Meetings of the Future: Content, Context, and Connections

After perusing a recent post by Jeff Hurt on the excellent Midcourse Corrections blog, I find myself for I think the first time disagreeing, or at least not wholeheartedly agreeing, with one of his tenets. Heresy, I know! In this post, he lists five trends to watch for meetings in 2013.

The first—a rise in the need for more participatory events—I mainly agree with, though I could quibble a bit. I know lots of people who actually dread participating actively, people who will get up and walk out the door when the facilitator asks people to break up into small-group discussions. Though they likely won’t learn as much, many really, really want to sit back and absorb passively (or nap, or catch up on e-mail, or do anything but actively get engaged with the material they’re there to learn). But he’s right, this is the way meetings need to go to be more effective. As Adrian Segar points out in the comments, “We need to give them safe ways to discover the improved connections and learning that occur when we integrate appropriate participation into our conference sessions.”

As for Trend 2, like  it or not, people will be tweeting, Facebooking, Google+ing, etc., at your meetings. Get used to it. The Smobile Web (this mashup of social and mobile being another unfortunate catch-word I hope will not catch on), Trend 4, also is likely going to be more ubiquitous as people figure out cool things to do with stuff like near-field communication technology. And Trend 5, moving out of the old banners and booths and lanyard logos into finding ways to really connect sponsors and their target markets in real, meaningful ways, I hope is actually beginning to happen.

But Trend 3, well, I’m not so sure about that one. That’s where Jeff argues that “content could become your conference’s most valuable asset,” and that conference organizers need to not just get the latest and greatest for their conference, but to continue to provide “a continual stream of fresh, new influential content” on your conference Web site. Well, sure, everyone wants to be the provider of all things cool all the time, and he’s right that search algorithms are smart enough to tell the good stuff from the spam and will place your site accordingly in search results.

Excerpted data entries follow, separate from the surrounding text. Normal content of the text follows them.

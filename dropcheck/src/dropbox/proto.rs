//! Parsing `dumpsys dropbox --proto` output.
//!
//! The dump is a `DropBoxManagerServiceDumpProto`: a repeated `entries`
//! field (1) of messages carrying `time_ms` (1), `text` (2) for text
//! entries and `data` (3) for everything else. The message is small enough
//! that walking the wire format directly beats carrying generated code.

use protobuf::CodedInputStream;

use super::DropboxEntry;

const ENTRIES_FIELD: u32 = 1;

const ENTRY_TIME_MS_FIELD: u32 = 1;
const ENTRY_TEXT_FIELD: u32 = 2;
const ENTRY_DATA_FIELD: u32 = 3;

const WIRE_VARINT: u32 = 0;
const WIRE_FIXED64: u32 = 1;
const WIRE_LEN: u32 = 2;
const WIRE_FIXED32: u32 = 5;

/// Parses a proto dump into entries, all labeled with [tag].
///
/// The proto dump is already scoped to a single tag by the `dumpsys`
/// invocation, so the tag comes from the caller. Entries that don't decode
/// are skipped; a truncated blob yields whatever decoded before the damage.
pub fn parse_proto_dump(blob: &[u8], tag: &str) -> Vec<DropboxEntry> {
    let mut entries = Vec::new();
    let mut input = CodedInputStream::from_bytes(blob);

    loop {
        match input.eof() {
            Ok(true) => break,
            Ok(false) => {}
            Err(e) => {
                log::warn!("dropbox proto dump for {} unreadable: {}", tag, e);
                break;
            }
        }

        let field_tag = match input.read_raw_varint32() {
            Ok(v) => v,
            Err(e) => {
                log::warn!("dropbox proto dump for {} truncated: {}", tag, e);
                break;
            }
        };

        let (field, wire) = (field_tag >> 3, field_tag & 7);

        if field == ENTRIES_FIELD && wire == WIRE_LEN {
            let buf = match input.read_bytes() {
                Ok(v) => v,
                Err(e) => {
                    log::warn!("dropbox proto dump for {} truncated: {}", tag, e);
                    break;
                }
            };
            match parse_entry(&buf, tag) {
                Some(entry) => entries.push(entry),
                None => log::debug!("skipping malformed dropbox proto entry for {}", tag),
            }
        } else if !skip_field(&mut input, wire) {
            log::warn!(
                "dropbox proto dump for {}: can't skip field {} wire type {}",
                tag,
                field,
                wire
            );
            break;
        }
    }

    entries
}

fn parse_entry(buf: &[u8], tag: &str) -> Option<DropboxEntry> {
    let mut input = CodedInputStream::from_bytes(buf);

    let mut time_ms: Option<i64> = None;
    let mut text: Option<String> = None;

    while !input.eof().ok()? {
        let field_tag = input.read_raw_varint32().ok()?;
        match (field_tag >> 3, field_tag & 7) {
            (ENTRY_TIME_MS_FIELD, WIRE_VARINT) => {
                time_ms = Some(input.read_raw_varint64().ok()? as i64);
            }
            (ENTRY_TEXT_FIELD, WIRE_LEN) | (ENTRY_DATA_FIELD, WIRE_LEN) => {
                let bytes = input.read_bytes().ok()?;
                text = Some(String::from_utf8_lossy(&bytes).into_owned());
            }
            (_, wire) => {
                if !skip_field(&mut input, wire) {
                    return None;
                }
            }
        }
    }

    Some(DropboxEntry::new(
        time_ms?,
        tag,
        text.unwrap_or_default(),
    ))
}

fn skip_field(input: &mut CodedInputStream, wire: u32) -> bool {
    let res = match wire {
        WIRE_VARINT => input.read_raw_varint64().map(|_| ()),
        WIRE_FIXED64 => input.read_fixed64().map(|_| ()),
        WIRE_LEN => input.read_bytes().map(|_| ()),
        WIRE_FIXED32 => input.read_fixed32().map(|_| ()),
        // Groups never show up in this dump
        _ => return false,
    };
    res.is_ok()
}
pub mod context;
pub use context::{Context, DefaultContext};

pub mod config;
pub use config::DropcheckConfig;

pub mod errors;
pub use errors::{Error, Result};

pub mod adb;
pub use adb::{Adb, ExecAdb};

pub mod command;
pub use command::run_cmd;

pub mod dropbox;
pub use dropbox::{DropboxCrashDetector, DropboxEntry, Strategy, TimeWindow};

pub mod utils;

#[cfg(test)]
pub mod testing;
use std::env;
use std::ops::DerefMut;
use std::path::PathBuf;
use std::sync::Mutex;

use once_cell::sync::OnceCell;
use which::{which, which_in};

use crate::config::DropcheckConfig;
use crate::Error;

#[derive(Clone)]
struct CachedBin {
    name: String,
    path: String,
}

fn wrapped_which(bin: &str) -> Option<PathBuf> {
    if let Ok(search_path) = env::var("DROPCHECK_PATH") {
        let cwd = env::current_dir().ok()?;
        return which_in(bin, Some(&search_path), &cwd).ok();
    }
    which(bin).ok()
}

fn find_program(prog: &str) -> Option<String> {
    wrapped_which(prog).map(|it| it.to_string_lossy().into())
}

/// Context is a trait for an object that can find binaries, lookup env vars,
/// and load the configuration file.
///
/// Most methods on this trait have a default implementation that is perfectly
/// safe to leave unchanged.
pub trait Context: Send + Sync {
    fn maybe_get_env(&self, key: &str) -> Option<String> {
        env::var(key).ok()
    }

    fn maybe_get_bin(&self, bin: &str) -> Option<String> {
        find_program(bin)
    }

    fn has_bin(&self, bin: &str) -> bool {
        self.maybe_get_bin(bin).is_some()
    }

    fn get_bin(&self, bin: &str) -> crate::Result<String> {
        self.maybe_get_bin(bin)
            .ok_or_else(|| Error::MissingBin(bin.into()))
    }

    fn has_env(&self, key: &str) -> bool {
        self.maybe_get_env(key).is_some()
    }

    fn get_env(&self, key: &str) -> crate::Result<String> {
        self.maybe_get_env(key)
            .ok_or_else(|| Error::MissingEnv(key.into()))
    }

    /// Returns the config file location: `$DROPCHECK_CONFIG` when set,
    /// otherwise `dropcheck.toml` in the current directory
    fn get_config_file(&self) -> PathBuf {
        match self.maybe_get_env("DROPCHECK_CONFIG") {
            Some(v) => PathBuf::from(v),
            None => PathBuf::from("dropcheck.toml"),
        }
    }

    /// Returns the parsed config file, or `None` if no config file exists
    fn get_config(&self) -> crate::Result<Option<DropcheckConfig>>;
}

pub struct DefaultContext {
    bin_cache: Mutex<Vec<CachedBin>>,
    config: OnceCell<Option<DropcheckConfig>>,
}

impl Clone for DefaultContext {
    fn clone(&self) -> Self {
        let cache = self.bin_cache.lock().expect("failed to lock");
        let config = self.config.clone();
        Self {
            bin_cache: Mutex::new(cache.clone()),
            config,
        }
    }
}

impl DefaultContext {
    pub fn new() -> Self {
        Self::default()
    }
}

impl Default for DefaultContext {
    fn default() -> Self {
        Self {
            bin_cache: Mutex::new(Vec::new()),
            config: OnceCell::new(),
        }
    }
}

impl Context for DefaultContext {
    fn maybe_get_env(&self, key: &str) -> Option<String> {
        env::var(key).ok()
    }

    fn maybe_get_bin(&self, prog: &str) -> Option<String> {
        let mut cache_guard = self.bin_cache.lock().expect("failed to lock");
        let cache = cache_guard.deref_mut();
        let mut it = cache.iter();
        while let Some(val) = it.next() {
            if val.name == prog {
                return Some(val.path.clone());
            }
        }

        let found = find_program(prog)?;

        cache.push(CachedBin {
            name: prog.into(),
            path: found.clone(),
        });

        Some(found)
    }

    fn get_config(&self) -> crate::Result<Option<DropcheckConfig>> {
        let cfg = self
            .config
            .get_or_try_init(|| -> crate::Result<Option<DropcheckConfig>> {
                let path = self.get_config_file();
                if !path.exists() {
                    Ok(None)
                } else {
                    Ok(Some(DropcheckConfig::parse(&path)?))
                }
            })?;
        Ok(cfg.clone())
    }
}
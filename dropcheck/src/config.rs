use std::fmt::Display;
use std::path::Path;
use std::{borrow::Cow, time::Duration};

use toml::{Table, Value};

use crate::utils::{path_must_str, read_file};

#[derive(Debug)]
pub enum Error {
    InvalidType,
    MissingKey,
}

impl Display for Error {
    fn fmt(&self, f: &mut std::fmt::Formatter<'_>) -> std::fmt::Result {
        write!(
            f,
            "{}",
            match self {
                Self::InvalidType => "InvalidType",
                Self::MissingKey => "MissingKey",
            }
        )
    }
}

pub type Result<T> = std::result::Result<T, Error>;

/// Typed view of the `dropcheck.toml` config file:
///
/// ```toml
/// [adb]
/// executable = "/opt/android/adb"
/// serial = "emulator-5554"
/// timeout-secs = 60
///
/// [dropbox]
/// tags = ["system_app_crash", "system_app_native_crash"]
/// storage-dir = "/data/system/dropbox"
/// ```
#[derive(Clone, Debug, Default)]
pub struct DropcheckConfig {
    pub adb: AdbConfig,
    pub dropbox: DropboxConfig,
}

#[derive(Clone, Debug, Default)]
pub struct AdbConfig {
    pub executable: Option<String>,
    pub serial: Option<String>,
    pub timeout_secs: Option<u64>,
}

#[derive(Clone, Debug, Default)]
pub struct DropboxConfig {
    pub tags: Option<Vec<String>>,
    pub storage_dir: Option<String>,
}

impl AdbConfig {
    pub fn get_timeout(&self) -> Option<Duration> {
        self.timeout_secs.map(Duration::from_secs)
    }
}

impl DropcheckConfig {
    pub fn parse(source: &Path) -> crate::Result<Self> {
        parse_config(source, |map| {
            let mut cfg = Self::default();

            if let Some(adb) = map.maybe_get_map_typecheck("adb")? {
                cfg.adb.executable = adb.maybe_get_str_typecheck("executable")?.map(String::from);
                cfg.adb.serial = adb.maybe_get_str_typecheck("serial")?.map(String::from);
                cfg.adb.timeout_secs = match adb.maybe_get_int_typecheck("timeout-secs")? {
                    Some(v) if v > 0 => Some(v as u64),
                    Some(_) => {
                        return Err(adb.invalid_key("timeout-secs", "positive int"));
                    }
                    None => None,
                };
            }

            if let Some(dropbox) = map.maybe_get_map_typecheck("dropbox")? {
                cfg.dropbox.tags = dropbox.maybe_get_str_array_typecheck("tags")?;
                cfg.dropbox.storage_dir = dropbox
                    .maybe_get_str_typecheck("storage-dir")?
                    .map(String::from);
            }

            Ok(cfg)
        })
    }
}

pub struct ConfigMap<'c> {
    path: &'c Path,
    name: Option<Cow<'c, str>>,
    table: &'c Table,
}

pub fn parse_config<R, F>(file: &Path, f: F) -> crate::Result<R>
where
    F: FnOnce(&ConfigMap) -> crate::Result<R>,
{
    let as_str = read_file(file)?;

    let table: Table = match toml::from_str(&as_str) {
        Ok(v) => v,
        Err(e) => return Err(crate::Error::new_cfg(file, &e)),
    };

    let base = ConfigMap {
        name: None,
        path: file,
        table: &table,
    };

    f(&base)
}

impl<'c> ConfigMap<'c> {
    fn get_full_path<'a>(&'a self) -> Option<&'a str> {
        self.name.as_ref().map(|it| it.as_ref())
    }

    fn key_path<'a>(&self, key: &'a str) -> Cow<'a, str> {
        match self.get_full_path() {
            None => Cow::Borrowed(key),
            Some(v) => Cow::Owned(format!("{}.{}", v, key)),
        }
    }

    /// Helper to create a crate::Error for a missing key
    pub fn missing_key(&self, key: &str) -> crate::Error {
        let path = self.key_path(key);
        crate::Error::InvalidConfig(
            path_must_str(self.path).into(),
            format!("missing key: {}", path),
        )
    }

    /// Helper to create a crate::Error for an invalid key
    pub fn invalid_key(&self, key: &str, expected: &str) -> crate::Error {
        let path = self.key_path(key);
        crate::Error::InvalidConfig(
            path_must_str(self.path).into(),
            format!(
                "invalid value for key: {} (expected type: {})",
                path, expected
            ),
        )
    }

    pub fn has(&self, key: &str) -> bool {
        self.table.contains_key(key)
    }

    fn get(&self, key: &str) -> Option<&'c Value> {
        self.table.get(key)
    }

    pub fn maybe_get_int(&self, key: &str) -> Result<Option<i64>> {
        match self.get(key) {
            Some(v) => match v.as_integer() {
                Some(v) => Ok(Some(v)),
                None => Err(Error::InvalidType),
            },
            None => Ok(None),
        }
    }

    pub fn maybe_get_int_typecheck(&self, key: &str) -> crate::Result<Option<i64>> {
        self.maybe_get_int(key)
            .map_err(|_| self.invalid_key(key, "int"))
    }

    pub fn get_str(&self, key: &str) -> Result<&'c str> {
        self.maybe_get_str(key)?.ok_or(Error::MissingKey)
    }

    pub fn maybe_get_str(&self, key: &str) -> Result<Option<&'c str>> {
        match self.get(key) {
            Some(v) => match v.as_str() {
                Some(v) => Ok(Some(v)),
                None => Err(Error::InvalidType),
            },
            None => Ok(None),
        }
    }

    pub fn maybe_get_str_typecheck(&self, key: &str) -> crate::Result<Option<&'c str>> {
        self.maybe_get_str(key)
            .map_err(|_| self.invalid_key(key, "string"))
    }

    pub fn must_get_str(&self, key: &str) -> crate::Result<&'c str> {
        match self.get_str(key) {
            Err(Error::InvalidType) => Err(self.invalid_key(key, "string")),
            Err(Error::MissingKey) => Err(self.missing_key(key)),
            Ok(v) => Ok(v),
        }
    }

    pub fn maybe_get_str_array(&self, key: &str) -> Result<Option<Vec<String>>> {
        let arr = match self.get(key) {
            Some(v) => match v.as_array() {
                Some(v) => v,
                None => return Err(Error::InvalidType),
            },
            None => return Ok(None),
        };

        let mut into = Vec::with_capacity(arr.len());
        for v in arr {
            match v.as_str() {
                Some(s) => into.push(String::from(s)),
                None => return Err(Error::InvalidType),
            }
        }
        Ok(Some(into))
    }

    pub fn maybe_get_str_array_typecheck(&self, key: &str) -> crate::Result<Option<Vec<String>>> {
        self.maybe_get_str_array(key)
            .map_err(|_| self.invalid_key(key, "array of strings"))
    }

    pub fn get_bool(&self, key: &str) -> Result<bool> {
        self.get(key)
            .ok_or(Error::MissingKey)?
            .as_bool()
            .ok_or(Error::InvalidType)
    }

    pub fn get_int(&self, key: &str) -> Result<i64> {
        self.get(key)
            .ok_or(Error::MissingKey)?
            .as_integer()
            .ok_or(Error::InvalidType)
    }

    pub fn get_bool_or(&self, key: &str, default: bool) -> bool {
        self.table
            .get(key)
            .map(|it| it.as_bool().unwrap_or(default))
            .unwrap_or(default)
    }

    pub fn maybe_get_map(&'c self, key: &'c str) -> Result<Option<ConfigMap<'c>>> {
        match self.get(key) {
            Some(v) => match v.as_table() {
                Some(table) => {
                    let name = match &self.get_full_path() {
                        Some(parents) => Cow::Owned(format!("{parents}.{key}")),
                        None => Cow::Borrowed(key),
                    };
                    Ok(Some(Self {
                        name: Some(name),
                        path: self.path,
                        table,
                    }))
                }
                None => Err(Error::InvalidType),
            },
            None => Ok(None),
        }
    }

    pub fn get_map(&'c self, key: &'c str) -> Result<ConfigMap<'c>> {
        self.maybe_get_map(key)?.ok_or(Error::MissingKey)
    }

    pub fn maybe_get_map_typecheck(&'c self, key: &'c str) -> crate::Result<Option<ConfigMap<'c>>> {
        self.maybe_get_map(key)
            .map_err(|_| self.invalid_key(key, "table"))
    }

    pub fn must_get_map(&'c self, key: &'c str) -> crate::Result<ConfigMap<'c>> {
        match self.get_map(key) {
            Err(Error::InvalidType) => Err(self.invalid_key(key, "table")),
            Err(Error::MissingKey) => Err(self.missing_key(key)),
            Ok(v) => Ok(v),
        }
    }
}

But my question is, now that information on pretty much everything is available everywhere on the Web, for the most part for free, is it really content that is going to drive attendee interest in your event? I know they’ll need to use the informational value to sell their attendance to their bosses, but is the content really what they value these days? According to a recent topic paper by the Meeting Professionals International Foundation that was released as part of its Future of Meetings project, they aren’t in it for the content. As the paper says, “But that doesn’t mean attendees will stop paying for meetings; it’s just that these days they’re paying for 'context' and 'connections' rather than content.” I think that's right on.

So yes, it’s important for SEO and indexing to have great content on your Web site, but I would concentrate more on what your attendees really are coming for—finding ways to put that content into real-life scenarios and putting people together, probably in ways they wouldn’t get together on their own, to figure out how to shape all that great content into something that will improve their work and their lives.

Which brings us back to Trend 1 in a nice, if frustrating, circle. People zone out through the pure content-distribution sessions (lectures) because they’re not engaged with the material or each other, and are perfectly happy being passive absorbers, thank you very much. But they also don’t want to do the work of being engaged with either, and often spend breaks where traditionally that important work got done checking e-mail instead of talking about what they learned and figuring out how to make it click for them.

So the trend and challenge, I posit, is to find really compelling ways to create context and connections between participants and the content so they can translate it into usable, actionable, real-world help, and not just an iPad full of notes that will never be looked at again, or a Web site full of great stuff no one knows quite how to use for their specific challenges. Content for content's sake, which we all know is difficult enough to nail, isn't enough anymore.

Good luck!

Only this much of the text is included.